An organized collection of well-structured information according to the app’s needs is a mobile app database. 

The databases are housed electronically on a desktop or laptop and managed, edited, and updated utilizing database management systems (DBSM). The combination of the DBMS, the stored information, and the app, all associatively makes a database system, or, we can say, a database. 

In the database, the data is stored as rows and columns that make data management and processing fast and easy. 

What Is The Need For Mobile App Databases?

Besides an obvious requirement of a database, there are other needs of databases also. 

Read on!

The everyday use of a database is to store a large amount of data in a better way. Let’s know about some more usages. 

Data Security

Mobile app databases ensure ultimate data security from hacking and theft. DBMS arrives with various user logins, and every time the new users need permission to access the database. 

Pointing Out Errors

The information that app databases store is highly dependable as DBMS comes with a checking system that points out errors that need removal.

Easy & Fast Search

Developers can quickly search through mobile app databases using Data Query Language (DQL). 

Hassle-Free Updates

DBMS includes Data Manipulation Languages (DML), which ensure timely and seamless updates of the app database. 

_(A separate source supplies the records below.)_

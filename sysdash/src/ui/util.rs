//! Small UI helpers: truncation, icons, label/value lines.

use ratatui::{
    style::{Modifier, Style},
    text::{Line, Span},
};

use crate::ui::theme::{TEXT_FG, TICK_FG};

pub fn truncate_middle(s: &str, max: usize) -> String {
    let len = s.chars().count();
    if len <= max { return s.to_string(); }
    if max <= 3 { return "...".into(); }
    let keep = max - 3;
    let left = keep / 2;
    let right = keep - left;
    let head: String = s.chars().take(left).collect();
    let tail: String = s.chars().skip(len - right).collect();
    format!("{head}...{tail}")
}

pub fn disk_icon(device: &str) -> &'static str {
    let n = device.to_ascii_lowercase();
    if n.contains(':') { "🗄️" }
    else if n.contains("nvme") { "⚡" }
    else if n.contains("/sd") || n.starts_with("sd") { "💽" }
    else if n.contains("overlay") { "📦" }
    else { "🖴" }
}

/// "label  value" with a dim label and bold value.
pub fn field_line<'a>(label: &'a str, value: impl Into<String>) -> Line<'a> {
    Line::from(vec![
        Span::styled(format!("{label:<10}"), Style::default().fg(TICK_FG)),
        Span::styled(
            value.into(),
            Style::default().fg(TEXT_FG).add_modifier(Modifier::BOLD),
        ),
    ])
}

#[cfg(test)]
mod tests {
    use super::*;

    #[test]
    fn truncate_keeps_both_ends() {
        assert_eq!(truncate_middle("/dev/nvme0n1p2", 9), "/de...1p2");
        assert_eq!(truncate_middle("short", 9), "short");
        assert_eq!(truncate_middle("anything", 2), "...");
    }

    #[test]
    fn truncate_counts_chars_not_bytes() {
        assert_eq!(truncate_middle("ääääääää", 7), "ää...ää");
    }
}
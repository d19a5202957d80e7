//! CLI arg parsing tests for sysdash
use assert_cmd::Command;
use clap::Parser;
use sysdash::cli::Cli;

#[test]
fn test_help_mentions_short_and_long_flags() {
    let result = Command::cargo_bin("sysdash")
        .expect("sysdash binary built")
        .arg("--help")
        .assert()
        .success();
    let output = result.get_output();
    let text = format!(
        "{}{}",
        String::from_utf8_lossy(&output.stdout),
        String::from_utf8_lossy(&output.stderr)
    );
    assert!(
        text.contains("Usage:")
            && text.contains("--tls-ca")
            && text.contains("-t")
            && text.contains("--profile")
            && text.contains("-P")
            && text.contains("--interval"),
        "help text missing expected flags\n{text}"
    );
}

#[test]
fn test_short_and_long_forms_parse_the_same() {
    let long = Cli::try_parse_from([
        "sysdash",
        "--tls-ca",
        "/tmp/cert.pem",
        "--profile",
        "dev",
        "--interval",
        "500",
        "http://host:5000",
    ])
    .unwrap();
    let short = Cli::try_parse_from([
        "sysdash",
        "-t",
        "/tmp/cert.pem",
        "-P",
        "dev",
        "-i",
        "500",
        "http://host:5000",
    ])
    .unwrap();
    for c in [&long, &short] {
        assert_eq!(c.tls_ca.as_deref(), Some("/tmp/cert.pem"));
        assert_eq!(c.profile.as_deref(), Some("dev"));
        assert_eq!(c.interval_ms, Some(500));
        assert_eq!(c.url.as_deref(), Some("http://host:5000"));
    }
    assert_eq!(long.timeout_ms, 5000);
}

#[test]
fn test_equals_form_and_verbosity() {
    let c = Cli::try_parse_from(["sysdash", "--tls-ca=/x.pem", "--profile=lab", "-vv"]).unwrap();
    assert_eq!(c.tls_ca.as_deref(), Some("/x.pem"));
    assert_eq!(c.profile.as_deref(), Some("lab"));
    assert_eq!(c.verbose, 2);
    assert!(c.url.is_none());
}

#[test]
fn test_zero_interval_rejected() {
    assert!(Cli::try_parse_from(["sysdash", "-i", "0", "http://h"]).is_err());
}

#[test]
fn test_extra_positional_rejected() {
    assert!(Cli::try_parse_from(["sysdash", "http://a", "http://b"]).is_err());
}
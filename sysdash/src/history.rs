//! Fixed-length history buffers backing the live charts.

use std::collections::VecDeque;

/// Samples kept per chart.
pub const SERIES_LEN: usize = 60;

pub fn push_capped<T>(dq: &mut VecDeque<T>, v: T, cap: usize) {
    if dq.len() == cap {
        dq.pop_front();
    }
    dq.push_back(v);
}

/// A FIFO window of exactly `cap` samples. Starts zero-filled so the chart
/// always spans the full width; each push drops the oldest sample.
#[derive(Debug, Clone)]
pub struct RollingSeries {
    samples: VecDeque<f64>,
    cap: usize,
}

impl RollingSeries {
    pub fn new(cap: usize) -> Self {
        let mut samples = VecDeque::with_capacity(cap);
        samples.resize(cap, 0.0);
        Self { samples, cap }
    }

    pub fn push(&mut self, v: f64) {
        push_capped(&mut self.samples, v, self.cap);
    }

    pub fn len(&self) -> usize {
        self.samples.len()
    }

    pub fn is_empty(&self) -> bool {
        self.samples.is_empty()
    }

    pub fn latest(&self) -> Option<f64> {
        self.samples.back().copied()
    }

    /// Oldest first.
    pub fn iter(&self) -> impl Iterator<Item = f64> + '_ {
        self.samples.iter().copied()
    }

    /// (index, value) pairs for chart datasets.
    pub fn to_points(&self) -> Vec<(f64, f64)> {
        self.samples
            .iter()
            .enumerate()
            .map(|(i, v)| (i as f64, *v))
            .collect()
    }
}

impl Default for RollingSeries {
    fn default() -> Self {
        Self::new(SERIES_LEN)
    }
}
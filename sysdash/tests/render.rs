//! Drawing the whole app into a test backend.
use ratatui::{backend::TestBackend, buffer::Buffer, Terminal};
use sysdash::app::App;
use sysdash::poller::PollUpdate;
use sysdash::types::MetricsSnapshot;

fn snapshot(cpu: f64, used: &str) -> MetricsSnapshot {
    serde_json::from_value(serde_json::json!({
        "cpu": {"percent": cpu, "freq": "2400.00Mhz", "temp_c": 55.0, "temp_f": 131.0},
        "memory": {"percent": 70, "used": used, "total": "8GB"},
        "io": {"read_bytes": "120MB", "write_bytes": "30MB"},
        "disk": [{"mountpoint": "/", "device": "sda1", "used": "20GB", "total": "50GB", "percent": 40}]
    }))
    .unwrap()
}

fn screen(buf: &Buffer) -> String {
    let width = buf.area.width as usize;
    buf.content
        .chunks(width)
        .map(|row| row.iter().map(|c| c.symbol()).collect::<String>())
        .collect::<Vec<_>>()
        .join("\n")
}

fn render(app: &mut App) -> String {
    let mut terminal = Terminal::new(TestBackend::new(120, 40)).unwrap();
    terminal.draw(|f| app.draw(f)).unwrap();
    screen(terminal.backend().buffer())
}

#[test]
fn draws_header_and_all_panels() {
    let mut app = App::new("http://host:5000/api/metrics");
    let text = render(&mut app);
    assert!(text.contains("sysdash"));
    assert!(text.contains("waiting for first update"));
    for title in [" CPU ", " Memory ", " Disk IO ", " Disk Usage "] {
        assert!(text.contains(title), "missing {title}\n{text}");
    }
    assert!(text.contains("[_][□][x]"));
    assert!(text.contains("no disks reported"));
}

#[test]
fn draws_values_from_applied_snapshot() {
    let mut app = App::new("http://host:5000/api/metrics");
    assert!(app.apply_update(PollUpdate { seq: 1, snapshot: snapshot(42.0, "5.6GB") }));
    let text = render(&mut app);
    assert!(text.contains("42%"));
    assert!(text.contains("2400.00Mhz"));
    assert!(text.contains("55.0°C / 131.0°F"));
    assert!(text.contains("5.6GB / 8GB"));
    assert!(text.contains("120MB"));
    assert!(text.contains("20GB / 50GB"));
    assert!(text.contains("updated "));
}

#[test]
fn stale_updates_are_discarded() {
    let mut app = App::new("http://host:5000/api/metrics");
    assert!(app.apply_update(PollUpdate { seq: 5, snapshot: snapshot(50.0, "new") }));
    assert!(!app.apply_update(PollUpdate { seq: 3, snapshot: snapshot(10.0, "old") }));
    assert!(!app.apply_update(PollUpdate { seq: 5, snapshot: snapshot(10.0, "old") }));
    assert_eq!(app.dashboard().field("mem-used"), Some("new"));
    assert_eq!(app.dashboard().cpu_series().latest(), Some(50.0));
    assert!(app.apply_update(PollUpdate { seq: 6, snapshot: snapshot(60.0, "newer") }));
    assert_eq!(app.dashboard().field("mem-used"), Some("newer"));
}

#[test]
fn maximized_window_shows_restore_glyph() {
    use crossterm::event::{Event, KeyCode, KeyEvent, KeyModifiers};
    let mut app = App::new("http://host:5000/api/metrics");
    let _ = render(&mut app);
    app.handle_event(Event::Key(KeyEvent::new(KeyCode::Char('1'), KeyModifiers::NONE)));
    app.handle_event(Event::Key(KeyEvent::new(KeyCode::Char('m'), KeyModifiers::NONE)));
    let text = render(&mut app);
    assert!(text.contains("[_][❐][x]"));
    // the other panels are covered
    assert!(!text.contains(" Disk Usage "));
}
//! Window chrome: frame, title and the `[_][□][x]` controls, plus dock tabs for minimized windows.

use ratatui::{
    layout::Rect,
    style::{Modifier, Style},
    text::{Line, Span},
    widgets::{Block, BorderType, Borders, Clear, Paragraph},
};

use crate::ui::theme::{BORDER, BORDER_ACTIVE, DOCK_FG, TITLE_FG};
use crate::ui::util::truncate_middle;
use crate::window::{controls_rect, DisplayMode, Window};

pub fn controls_line(w: &Window) -> Line<'static> {
    Line::from(format!("[_][{}][x]", w.icon().glyph()))
}

/// Clear the frame, draw border, title and controls. Returns the content area,
/// which is empty for minimized windows.
pub fn draw_window_frame(
    f: &mut ratatui::Frame<'_>,
    frame: Rect,
    w: &Window,
    active: bool,
) -> Rect {
    f.render_widget(Clear, frame);
    let border = if active { BORDER_ACTIVE } else { BORDER };

    if w.mode() == DisplayMode::Minimized {
        let width = frame.width.saturating_sub(controls_rect(frame).width + 2) as usize;
        let tab = Line::from(Span::styled(
            format!(" ▸ {}", truncate_middle(w.title(), width.saturating_sub(3))),
            Style::default().fg(if active { BORDER_ACTIVE } else { DOCK_FG }),
        ));
        f.render_widget(Paragraph::new(tab), frame);
        f.render_widget(Paragraph::new(controls_line(w)), controls_rect(frame));
        return Rect::default();
    }

    let block = Block::default()
        .borders(Borders::ALL)
        .border_type(if active { BorderType::Thick } else { BorderType::Rounded })
        .border_style(Style::default().fg(border))
        .title(Span::styled(
            format!(" {} ", w.title()),
            Style::default().fg(TITLE_FG).add_modifier(Modifier::BOLD),
        ));
    let inner = block.inner(frame);
    f.render_widget(block, frame);
    f.render_widget(
        Paragraph::new(controls_line(w)).style(Style::default().fg(border)),
        controls_rect(frame),
    );
    inner
}
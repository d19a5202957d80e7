//! Connection profiles: load/save simple JSON mapping of profile name -> { url, tls_ca, interval_ms }
//! Stored under XDG config dir: $XDG_CONFIG_HOME/sysdash/profiles.json (fallback ~/.config/sysdash/profiles.json)

use serde::{Deserialize, Serialize};
use std::{collections::BTreeMap, fs, io, path::PathBuf};
use tracing::warn;

#[derive(Debug, Clone, Serialize, Deserialize, Default, PartialEq, Eq)]
pub struct ProfileEntry {
    pub url: String,
    #[serde(default, skip_serializing_if = "Option::is_none")]
    pub tls_ca: Option<String>,
    #[serde(default, skip_serializing_if = "Option::is_none")]
    pub interval_ms: Option<u64>,
}

#[derive(Debug, Clone, Serialize, Deserialize, Default)]
pub struct ProfilesFile {
    #[serde(default)]
    pub profiles: BTreeMap<String, ProfileEntry>,
    #[serde(default)]
    pub version: u32,
}

pub fn config_dir() -> PathBuf {
    if let Some(xdg) = std::env::var_os("XDG_CONFIG_HOME") {
        PathBuf::from(xdg).join("sysdash")
    } else {
        dirs_next::config_dir()
            .unwrap_or_else(|| PathBuf::from("."))
            .join("sysdash")
    }
}

pub fn profiles_path() -> PathBuf {
    config_dir().join("profiles.json")
}

pub fn load_profiles() -> ProfilesFile {
    let path = profiles_path();
    match fs::read_to_string(&path) {
        Ok(s) => serde_json::from_str(&s).unwrap_or_else(|e| {
            warn!(path = %path.display(), "ignoring unreadable profiles file: {e}");
            ProfilesFile::default()
        }),
        Err(_) => ProfilesFile::default(),
    }
}

pub fn save_profiles(p: &ProfilesFile) -> io::Result<()> {
    let path = profiles_path();
    if let Some(parent) = path.parent() {
        fs::create_dir_all(parent)?;
    }
    let data = serde_json::to_vec_pretty(p).map_err(io::Error::other)?;
    fs::write(path, data)
}

#[derive(Debug, PartialEq, Eq)]
pub enum ResolveProfile {
    /// Use the provided runtime inputs (maybe saved by the caller)
    Direct(ProfileEntry),
    /// Loaded from existing profile entry; CLI overrides already applied
    Loaded(ProfileEntry),
    /// Should prompt user to select among profile names
    PromptSelect(Vec<String>),
    /// Should prompt user to create a new profile (name)
    PromptCreate(String),
    /// No profile could be resolved (e.g., missing arguments)
    None,
}

pub struct ProfileRequest {
    pub profile_name: Option<String>,
    pub url: Option<String>,
    pub tls_ca: Option<String>,
    pub interval_ms: Option<u64>,
}

impl ProfileRequest {
    pub fn resolve(self, pf: &ProfilesFile) -> ResolveProfile {
        match (self.profile_name, self.url) {
            // Only profile name given -> try load
            (Some(name), None) => match pf.profiles.get(&name) {
                Some(entry) => ResolveProfile::Loaded(ProfileEntry {
                    url: entry.url.clone(),
                    tls_ca: self.tls_ca.or_else(|| entry.tls_ca.clone()),
                    interval_ms: self.interval_ms.or(entry.interval_ms),
                }),
                None => ResolveProfile::PromptCreate(name),
            },
            // URL provided -> direct (maybe later saved by caller)
            (_, Some(url)) => ResolveProfile::Direct(ProfileEntry {
                url,
                tls_ca: self.tls_ca,
                interval_ms: self.interval_ms,
            }),
            // Nothing provided -> maybe prompt select if profiles exist
            (None, None) => {
                if pf.profiles.is_empty() {
                    ResolveProfile::None
                } else {
                    ResolveProfile::PromptSelect(pf.profiles.keys().cloned().collect())
                }
            }
        }
    }
}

Types Of Mobile App Databases

You may find it surprising to know that mobile app databases are of different types. Let’s find out.

Distributed Database

Distributed Database

When the data is stored across distinct physical locations in a database, it’s a distributed database. It can be located in various computers placed in the exact physical location or scattered over a network of interconnected computers. 

Centralized Database

Centralized Database

A database where data is stored in a “center” spot, it’s a centralized database. Here the “center” location states the database is saved in a single place but can be accessed from any external resource. 

For instance, When you have the complete data on your work PC, you will have easy access to it from your personal PC if that database is a centralized one. 

Cloud Database

Cloud Database

Cloud-based database apps perform in the cloud. Such apps are a great innovation as they come with a large amount of space to house data. Cloud is the technology over the internet that functions as a centralized database as they are always available, and one can access it from anywhere.

NoSQL Database

NoSQL Database

The only type of database that works uniquely from all the other application databases is NoSQL. General mobile app databases store data in rows and columns pattern, but NoSQL arrives with a flexible schema that permits a developer to house data in various shapes and sizes.

Commercial Database

Commercial Database

As organizations run on enterprise-based database apps, they need an extensive database to house employee information.

Here arrive commercial app databases. These provide login controls and ample storage to ensure data security. 

End-User Database

End-User Database

When we enter our personal details on any social media page or online shopping site, that information is saved on the end-user database. Also, if you have seen the cookies that we accept while browsing websites, the databases store cookies that help personalize your online experience. 

The whole process takes place in the background and doesn’t disturb any user information. 

Relational Database

Relational Database

The growing firms always try creating relationships between two or more app databases. This is known as relational data, and a relational database eases handling such sort of data.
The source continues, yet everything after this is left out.